Ce n'était point le marquis, c'était Monsieur de Névet qui, pendant tant d'années, avait nourri les pauvres et soigné les malades, qui avait accueilli les pèlerins à l'ermitage de Locronan; et, pour les paysans de Cornouaille, il eut beau devenir marquis, ce fut toujours Monsieur de Névet, exactement, comme au dix-septième siècle, toutes proportions gardées, saint Vincent de Paul était Monsieur Vincent.

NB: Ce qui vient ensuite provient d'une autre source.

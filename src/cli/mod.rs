use clap::{Parser, Subcommand};
use std::process::ExitCode;

#[derive(Parser)]
#[command(name = "sidekick-mcp")]
#[command(about = "Sidekick MCP server - Admin CLI")]
#[command(version)]
pub struct Cli {
    #[command(subcommand)]
    pub command: Commands,
}

#[derive(Subcommand)]
pub enum Commands {
    /// Health check the service
    Health {
        /// Service URL to check
        #[arg(short, long, default_value = "http://localhost:8080")]
        url: String,
    },
    /// Validate configuration
    Config {
        /// Validate config without starting service
        #[arg(long)]
        validate: bool,
    },
    /// Show service status and registered tools
    Status {
        /// Service URL to check
        #[arg(short, long, default_value = "http://localhost:8080")]
        url: String,
    },
    /// Call a tool on a running server
    Call {
        /// Service URL
        #[arg(short, long, default_value = "http://localhost:8080")]
        url: String,
        /// Tool name, e.g. "greeting"
        #[arg(short, long)]
        tool: String,
        /// Arguments as a JSON object
        #[arg(short, long, default_value = "{}")]
        arguments: String,
    },
}

pub async fn run() -> ExitCode {
    let cli = Cli::parse();

    run_commands(cli.command).await
}

pub async fn run_commands(command: Commands) -> ExitCode {
    match command {
        Commands::Health { url } => match health_check(&url).await {
            Ok(_) => {
                println!("✅ Service is healthy");
                ExitCode::SUCCESS
            }
            Err(e) => {
                eprintln!("❌ Health check failed: {}", e);
                ExitCode::FAILURE
            }
        },
        Commands::Config { validate: _ } => match validate_config() {
            Ok(_) => {
                println!("✅ Configuration is valid");
                ExitCode::SUCCESS
            }
            Err(e) => {
                eprintln!("❌ Configuration validation failed: {}", e);
                ExitCode::FAILURE
            }
        },
        Commands::Status { url } => match show_status(&url).await {
            Ok(_) => ExitCode::SUCCESS,
            Err(e) => {
                eprintln!("❌ Status check failed: {}", e);
                ExitCode::FAILURE
            }
        },
        Commands::Call { url, tool, arguments } => match call_tool(&url, &tool, &arguments).await {
            Ok(_) => ExitCode::SUCCESS,
            Err(e) => {
                eprintln!("❌ Tool call failed: {}", e);
                ExitCode::FAILURE
            }
        },
    }
}

async fn health_check(url: &str) -> Result<(), Box<dyn std::error::Error>> {
    let client = reqwest::Client::new();
    let response = client
        .get(format!("{}/healthz", url))
        .timeout(std::time::Duration::from_millis(500))
        .send()
        .await?;

    if response.status().is_success() {
        Ok(())
    } else {
        Err(format!("HTTP {}", response.status()).into())
    }
}

fn validate_config() -> Result<(), Box<dyn std::error::Error>> {
    let _config = crate::infra::config::Config::from_env();

    let mode = std::env::var("MODE").unwrap_or_else(|_| "server".into());
    if !matches!(mode.as_str(), "server" | "stdio") {
        return Err(format!("Invalid MODE: {}. Must be 'server' or 'stdio'", mode).into());
    }

    if mode == "server" {
        let port = std::env::var("PORT")
            .ok()
            .and_then(|s| s.parse::<u16>().ok())
            .unwrap_or(8080);

        if port == 0 {
            return Err("PORT cannot be 0".into());
        }
    }

    Ok(())
}

async fn show_status(url: &str) -> Result<(), Box<dyn std::error::Error>> {
    let client = reqwest::Client::new();

    let health_response = client
        .get(format!("{}/healthz", url))
        .timeout(std::time::Duration::from_secs(5))
        .send()
        .await?;

    println!(
        "🏥 Health Status: {}",
        if health_response.status().is_success() {
            "✅ Healthy"
        } else {
            "❌ Unhealthy"
        }
    );

    let tools_response = client
        .post(format!("{}/mcp", url))
        .header("content-type", "application/json")
        .json(&serde_json::json!({
            "jsonrpc": "2.0",
            "id": 1,
            "method": "tools/list",
            "params": {}
        }))
        .timeout(std::time::Duration::from_millis(500))
        .send()
        .await;

    match tools_response {
        Ok(resp) if resp.status().is_success() => {
            let v: serde_json::Value = resp.json().await.unwrap_or_default();
            let names: Vec<String> = v["result"]["tools"]
                .as_array()
                .map(|tools| {
                    tools
                        .iter()
                        .filter_map(|t| t["name"].as_str().map(String::from))
                        .collect()
                })
                .unwrap_or_default();
            println!("🔧 Tools: ✅ {}", names.join(", "));
        }
        Ok(resp) => {
            println!("🔧 Tools: ❌ HTTP {}", resp.status());
        }
        Err(_) => {
            println!("🔧 Tools: ❌ Unavailable");
        }
    }

    println!("\n📋 Configuration:");
    println!(
        "  Mode: {}",
        std::env::var("MODE").unwrap_or_else(|_| "server".into())
    );
    println!(
        "  Port: {}",
        std::env::var("PORT").unwrap_or_else(|_| "8080".into())
    );
    println!(
        "  Log Level: {}",
        std::env::var("RUST_LOG").unwrap_or_else(|_| "info".into())
    );

    if let Ok(base) = std::env::var("IMAGINE_BASE_URL") {
        println!("  Image renderer: {}", base);
    } else {
        println!("  Image renderer: Not configured");
    }

    Ok(())
}

async fn call_tool(url: &str, tool: &str, arguments: &str) -> Result<(), Box<dyn std::error::Error>> {
    let arguments: serde_json::Value = serde_json::from_str(arguments)
        .map_err(|e| format!("arguments must be a JSON object: {e}"))?;

    let client = reqwest::Client::new();
    let resp = client
        .post(format!("{}/mcp", url))
        .header("content-type", "application/json")
        .json(&serde_json::json!({
            "jsonrpc": "2.0",
            "id": 1,
            "method": "tools/call",
            "params": { "name": tool, "arguments": arguments }
        }))
        .timeout(std::time::Duration::from_secs(30))
        .send()
        .await?;

    let v: serde_json::Value = resp.json().await?;
    if let Some(err) = v.get("error") {
        return Err(format!("{} ({})", err["message"].as_str().unwrap_or("error"), err["code"]).into());
    }

    let is_error = v["result"]["isError"].as_bool().unwrap_or(false);
    let marker = if is_error { "⚠️" } else { "💬" };
    for block in v["result"]["content"].as_array().into_iter().flatten() {
        match block["type"].as_str() {
            Some("text") => println!("{} {}", marker, block["text"].as_str().unwrap_or_default()),
            Some("image") => println!(
                "🖼️ {} ({} base64 bytes)",
                block["mimeType"].as_str().unwrap_or("image"),
                block["data"].as_str().map(str::len).unwrap_or(0)
            ),
            _ => println!("{} {}", marker, block),
        }
    }

    if is_error {
        return Err("tool reported an error".into());
    }
    Ok(())
}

Tel est le motif pour lequel on ne rencontre pas une seule fois le mot de marquis dans la chanson; et, si Malgan, qui en fut l'auteur, ne le place pas plus sur les lèvres du prêtre que dans la bouche du gentilhomme, c'est que lui-même n'était qu'un de ces mendiants qui n'auraient jamais pu cesser d'appeler leur bienfaiteur de ce nom de Monsieur de Névet, parce que la gratitude en avait trop rempli leur âme, pour leur permettre de l'oublier.

Les trois mots qui le composent deviennent ainsi comme une sorte de formule, dont l'intérêt jaillit en traits de lumière, de votre observation; et, si je l'osais, je proposerais même à l'éminent auteur du Barzaz-Breiz de remplacer partout, dans sa belle traduction, le mot de seigneur, devant le nom de Névet, par le mot de Monsieur qui ajoute quelque chose de plus au caractère de cette chanson.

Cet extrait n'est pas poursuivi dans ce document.